INFORMATION SHOWN:
══════════
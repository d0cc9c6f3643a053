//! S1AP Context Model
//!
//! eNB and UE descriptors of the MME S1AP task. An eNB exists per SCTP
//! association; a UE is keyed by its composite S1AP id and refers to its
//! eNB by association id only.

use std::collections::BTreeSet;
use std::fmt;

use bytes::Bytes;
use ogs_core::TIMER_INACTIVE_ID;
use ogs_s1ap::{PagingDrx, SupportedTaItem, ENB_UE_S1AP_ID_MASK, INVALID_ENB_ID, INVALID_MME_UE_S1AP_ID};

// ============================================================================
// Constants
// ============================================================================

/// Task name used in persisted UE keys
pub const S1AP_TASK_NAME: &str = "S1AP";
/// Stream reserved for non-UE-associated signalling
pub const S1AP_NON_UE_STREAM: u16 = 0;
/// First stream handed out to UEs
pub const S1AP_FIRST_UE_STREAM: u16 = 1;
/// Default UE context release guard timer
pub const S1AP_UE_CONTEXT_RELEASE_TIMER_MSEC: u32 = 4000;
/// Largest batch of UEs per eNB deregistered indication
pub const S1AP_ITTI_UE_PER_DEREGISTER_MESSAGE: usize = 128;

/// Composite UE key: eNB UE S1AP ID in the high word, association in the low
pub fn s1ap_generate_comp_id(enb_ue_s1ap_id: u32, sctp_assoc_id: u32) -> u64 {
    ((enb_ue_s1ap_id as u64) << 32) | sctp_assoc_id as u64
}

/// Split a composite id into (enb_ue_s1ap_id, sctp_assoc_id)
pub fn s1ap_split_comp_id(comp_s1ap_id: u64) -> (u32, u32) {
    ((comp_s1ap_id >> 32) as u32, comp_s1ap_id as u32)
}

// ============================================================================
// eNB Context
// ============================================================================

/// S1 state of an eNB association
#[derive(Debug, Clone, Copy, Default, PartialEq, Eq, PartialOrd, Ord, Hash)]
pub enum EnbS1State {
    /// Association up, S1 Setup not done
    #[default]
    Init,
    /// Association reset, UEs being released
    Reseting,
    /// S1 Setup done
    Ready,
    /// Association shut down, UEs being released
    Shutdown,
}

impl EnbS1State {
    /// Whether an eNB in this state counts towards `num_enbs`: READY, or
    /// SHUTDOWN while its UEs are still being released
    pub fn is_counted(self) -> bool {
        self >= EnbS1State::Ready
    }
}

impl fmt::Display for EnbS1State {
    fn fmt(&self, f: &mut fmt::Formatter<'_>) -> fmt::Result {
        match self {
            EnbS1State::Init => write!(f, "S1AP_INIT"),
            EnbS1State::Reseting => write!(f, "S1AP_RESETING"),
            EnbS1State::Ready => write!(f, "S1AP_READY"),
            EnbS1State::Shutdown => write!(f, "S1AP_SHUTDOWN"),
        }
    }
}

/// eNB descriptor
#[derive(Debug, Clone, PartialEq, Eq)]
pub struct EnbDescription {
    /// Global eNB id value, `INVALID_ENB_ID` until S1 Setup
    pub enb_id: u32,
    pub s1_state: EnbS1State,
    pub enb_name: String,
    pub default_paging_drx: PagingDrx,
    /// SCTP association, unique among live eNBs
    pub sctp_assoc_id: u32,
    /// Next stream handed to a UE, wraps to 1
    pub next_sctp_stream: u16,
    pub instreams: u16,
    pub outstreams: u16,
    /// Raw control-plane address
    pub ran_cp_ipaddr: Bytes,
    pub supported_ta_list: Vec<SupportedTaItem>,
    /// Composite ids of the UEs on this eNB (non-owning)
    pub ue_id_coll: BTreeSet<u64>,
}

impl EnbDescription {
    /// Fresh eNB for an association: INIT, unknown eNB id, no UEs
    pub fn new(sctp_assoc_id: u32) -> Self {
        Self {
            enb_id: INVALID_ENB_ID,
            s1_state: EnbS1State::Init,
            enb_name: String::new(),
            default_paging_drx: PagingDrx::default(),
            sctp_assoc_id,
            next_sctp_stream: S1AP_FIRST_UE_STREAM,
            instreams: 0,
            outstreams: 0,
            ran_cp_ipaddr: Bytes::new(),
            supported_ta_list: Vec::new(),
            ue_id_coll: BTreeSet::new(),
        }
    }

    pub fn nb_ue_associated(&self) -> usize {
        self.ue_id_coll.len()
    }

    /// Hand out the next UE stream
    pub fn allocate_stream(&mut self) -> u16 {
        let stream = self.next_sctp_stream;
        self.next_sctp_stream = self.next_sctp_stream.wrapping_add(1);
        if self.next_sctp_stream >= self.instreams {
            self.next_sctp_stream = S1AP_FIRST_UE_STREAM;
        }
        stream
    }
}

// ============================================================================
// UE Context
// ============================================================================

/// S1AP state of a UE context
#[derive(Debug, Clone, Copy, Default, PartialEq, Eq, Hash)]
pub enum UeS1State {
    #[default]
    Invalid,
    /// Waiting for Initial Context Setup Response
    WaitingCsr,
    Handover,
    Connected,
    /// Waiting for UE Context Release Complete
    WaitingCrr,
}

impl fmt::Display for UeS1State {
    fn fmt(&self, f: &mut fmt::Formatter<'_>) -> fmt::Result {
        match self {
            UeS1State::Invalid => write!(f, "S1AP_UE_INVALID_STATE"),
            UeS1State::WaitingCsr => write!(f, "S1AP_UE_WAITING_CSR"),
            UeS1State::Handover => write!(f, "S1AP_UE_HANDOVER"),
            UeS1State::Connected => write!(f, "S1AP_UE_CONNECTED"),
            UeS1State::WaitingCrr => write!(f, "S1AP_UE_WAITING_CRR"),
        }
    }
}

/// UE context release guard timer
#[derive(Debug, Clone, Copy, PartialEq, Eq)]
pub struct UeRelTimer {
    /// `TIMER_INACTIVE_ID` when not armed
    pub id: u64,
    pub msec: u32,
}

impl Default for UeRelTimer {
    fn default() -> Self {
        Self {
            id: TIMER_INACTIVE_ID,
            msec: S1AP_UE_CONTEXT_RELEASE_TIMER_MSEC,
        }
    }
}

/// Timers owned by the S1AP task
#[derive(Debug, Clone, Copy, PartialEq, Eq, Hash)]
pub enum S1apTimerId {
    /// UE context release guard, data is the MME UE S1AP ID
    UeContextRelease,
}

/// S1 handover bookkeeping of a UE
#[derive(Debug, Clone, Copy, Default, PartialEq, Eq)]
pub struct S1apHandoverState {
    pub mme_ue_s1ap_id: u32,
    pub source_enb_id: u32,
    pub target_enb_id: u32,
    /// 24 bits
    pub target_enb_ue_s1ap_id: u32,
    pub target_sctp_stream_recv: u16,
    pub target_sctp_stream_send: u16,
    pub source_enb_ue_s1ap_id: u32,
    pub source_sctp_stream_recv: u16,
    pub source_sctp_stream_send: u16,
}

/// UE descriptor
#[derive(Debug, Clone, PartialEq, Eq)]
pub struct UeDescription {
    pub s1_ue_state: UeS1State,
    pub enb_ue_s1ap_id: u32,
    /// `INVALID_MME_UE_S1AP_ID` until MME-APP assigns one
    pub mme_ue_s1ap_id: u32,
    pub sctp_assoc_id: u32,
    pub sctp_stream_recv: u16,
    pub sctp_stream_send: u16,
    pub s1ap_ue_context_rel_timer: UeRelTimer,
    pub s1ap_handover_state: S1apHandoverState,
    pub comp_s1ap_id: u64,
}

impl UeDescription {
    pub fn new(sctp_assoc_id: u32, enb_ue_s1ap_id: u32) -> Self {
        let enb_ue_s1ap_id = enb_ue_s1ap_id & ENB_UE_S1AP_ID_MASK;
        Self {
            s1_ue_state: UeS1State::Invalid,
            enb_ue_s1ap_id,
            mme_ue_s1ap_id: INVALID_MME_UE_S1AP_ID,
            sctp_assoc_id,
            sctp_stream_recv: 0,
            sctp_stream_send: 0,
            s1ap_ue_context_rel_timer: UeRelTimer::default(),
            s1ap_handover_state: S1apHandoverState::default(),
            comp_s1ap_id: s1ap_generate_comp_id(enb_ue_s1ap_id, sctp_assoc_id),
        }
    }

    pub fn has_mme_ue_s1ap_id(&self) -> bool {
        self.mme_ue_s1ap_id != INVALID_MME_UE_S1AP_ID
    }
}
══════════
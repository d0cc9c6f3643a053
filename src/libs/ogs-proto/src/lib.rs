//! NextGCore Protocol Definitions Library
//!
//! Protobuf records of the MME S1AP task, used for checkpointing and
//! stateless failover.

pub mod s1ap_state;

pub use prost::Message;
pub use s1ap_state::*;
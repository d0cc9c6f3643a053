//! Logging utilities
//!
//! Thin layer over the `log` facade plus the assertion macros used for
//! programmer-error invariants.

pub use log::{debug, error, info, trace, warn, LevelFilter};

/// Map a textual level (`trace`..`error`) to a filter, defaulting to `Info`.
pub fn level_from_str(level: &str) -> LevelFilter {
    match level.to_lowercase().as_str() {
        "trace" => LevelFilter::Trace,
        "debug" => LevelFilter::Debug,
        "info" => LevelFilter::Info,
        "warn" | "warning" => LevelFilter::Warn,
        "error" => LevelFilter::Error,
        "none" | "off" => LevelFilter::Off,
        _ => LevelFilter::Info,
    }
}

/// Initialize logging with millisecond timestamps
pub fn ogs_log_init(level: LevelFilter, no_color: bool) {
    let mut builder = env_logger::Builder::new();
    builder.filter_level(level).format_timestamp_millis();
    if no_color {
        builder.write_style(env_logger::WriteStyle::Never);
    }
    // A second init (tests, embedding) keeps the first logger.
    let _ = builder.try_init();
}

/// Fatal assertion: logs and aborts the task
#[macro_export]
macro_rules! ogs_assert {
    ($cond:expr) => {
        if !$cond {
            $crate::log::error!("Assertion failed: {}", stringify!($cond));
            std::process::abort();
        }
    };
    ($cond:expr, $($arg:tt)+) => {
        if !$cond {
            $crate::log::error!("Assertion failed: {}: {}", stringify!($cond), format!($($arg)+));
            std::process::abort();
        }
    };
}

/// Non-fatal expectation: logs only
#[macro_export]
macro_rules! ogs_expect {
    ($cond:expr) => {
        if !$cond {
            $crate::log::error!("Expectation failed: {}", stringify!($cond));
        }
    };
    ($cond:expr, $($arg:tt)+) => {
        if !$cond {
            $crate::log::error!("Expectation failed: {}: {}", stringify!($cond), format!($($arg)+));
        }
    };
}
══════════
ACTIVITY: Using the entries above, give again exactly the lines from the line holding "pub fn allocate_stream(&mut" through the line holding "#[derive(Debug, Clone, Copy, Default, PartialEq, Eq, Hash)]". Include both end lines and nothing else.

EXERCISE RESULT:
    pub fn allocate_stream(&mut self) -> u16 {
        let stream = self.next_sctp_stream;
        self.next_sctp_stream = self.next_sctp_stream.wrapping_add(1);
        if self.next_sctp_stream >= self.instreams {
            self.next_sctp_stream = S1AP_FIRST_UE_STREAM;
        }
        stream
    }
}

// ============================================================================
// UE Context
// ============================================================================

/// S1AP state of a UE context
#[derive(Debug, Clone, Copy, Default, PartialEq, Eq, Hash)]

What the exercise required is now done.